The State of Working Ohio: Weak economy, persistent divides
Posted September 03, 2017 in Selected Press
How much Ohio workers earn and whether or not they have a job often depends on their race, gender or where they live, according to The State of Working Ohio 2017, a new report from Policy Matters Ohio embargoed for Sun. Sept 3.
Ohio’s gender pay gap has narrowed over time, but median wages for men are $3.36 higher than for women. Black workers saw their wages rise by 8 percent last year, but at the median, still earn $3.35 an hour less than Ohio’s white workers. In 10 southeastern Ohio counties, the median household income for a family of three was less than $40,000 a year, according to the report.
America’s economy has grown much more productive (although growth has slowed recently), but it does not translate into wage gains for regular workers. Between 1973 and 2015, productivity grew 6.6 times more than pay at the national level.
Official unemployment was low (4.9 percent) in Ohio in 2016, and for the first time since 2006, Ohio saw a second consecutive year of reasonably healthy inflation-adjusted wage increase, bringing median hourly compensation to $17.36 in 2016, closer to that of the nation ($17.80) than it has been since the mid-2000s.
“Ohio has deep inequalities along racial, gender and geographic lines,” said report author and Policy Matters executive director Amy Hanauer. “Inequalities are exacerbated by weak labor markets, where employers often have the upper hand. Since the Great Recession, Ohio jobs and earnings have consistently trailed the nation.”
Despite a low unemployment rate of 4.9 percent in 2016, the report shows that Ohioans left the labor force in droves during the Great Recession of December 2007 to June 2009 and have still not fully rejoined.
- In 2016, Ohio’s labor force participation rate (share of workers employed or seeking work) crept up to 62.6 percent from 2015’s 36-year low of 62.3 percent.
- The 2016 share of workers actually employed (called employment-to-population ratio or E-POP) was 59.5 percent, down from a 2000 peak of 64.6 percent.
- Ohio is one of only a handful of states that still, in July 2017, had fewer jobs than prior to the early 2000s recession. There were 5.5 million jobs in Ohio as of July.
- Ohio’s 2016 job growth was weaker than in any other year since the recession’s end.
Meanwhile, income inequality continues to widen. As of 2014, the top 1 percent of Ohio earners brought in more than 19 times as much as the average of the bottom 99 percent of earners combined. Despite huge growth in the national economy and a better educated workforce since 1979, 60 percent of Ohio workers have seen inflation-adjusted wage decline compared to workers of that previous generation. Only the richest 30 percent are doing better than comparable workers of 37 years ago.
- Unionized workers in Ohio make $4 an hour more than their non-union counterparts.
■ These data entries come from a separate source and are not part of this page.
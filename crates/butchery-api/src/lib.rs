//! Backend REST client for the storefront.
//!
//! This crate provides:
//! - [`ApiClient`], the single transport through which every backend call
//!   goes, unwrapping the `{data, error}` envelope
//! - [`ApiError`], one error type carrying the HTTP status so callers can
//!   branch on it
//! - The auth endpoints (register, login, admin login, logout, refresh)

mod auth;
mod client;
mod error;

pub use auth::{
    LoginResponse, RefreshResponse, RegisterRequest, RegisterResponse, TokenPair, ADMIN_LOGIN_PATH, LOGIN_PATH,
    LOGOUT_PATH, REFRESH_PATH, REGISTER_PATH,
};
pub use client::{merge_headers, ApiClient, Envelope, RequestOptions};
pub use error::{
    ApiError, ApiErrorKind, ApiResult, GENERIC_ERROR_MESSAGE, NETWORK_ERROR_MESSAGE,
    NO_DATA_MESSAGE,
};
pub use reqwest::Method;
- The share of workers in unions declined between 1983 and 2016 from 28 to 12 percent of men and from 18 to 11 percent of women.
- Since 2000, the share of white workers in unions fell from 14.4 to 11.7 percent and of black workers from 19 to 14.5 percent. The share of black workers (14.5 percent) who are in a union is larger than that of white workers (11.7 percent).
- Of the 13 most common occupations in Ohio, 11 pay less than $34,000 a year.
- It pays to finish high school and college, but wages for college graduates fell by more than $2 an hour, adjusted for inflation, since 2000.
“We know how to fix these problems – and it isn’t giving more tax cuts to the wealthiest Ohioans,” Hanauer said. “Unions drive wages up and close race and gender gaps. Investments in energy and infrastructure create jobs and position us better for the future. Education spending, from cradle to career, is good for the next generation and can help parents afford to work now. Better funded higher education would make college more accessible and help working class students get ahead. The resources are there. We just need the vision and the will.”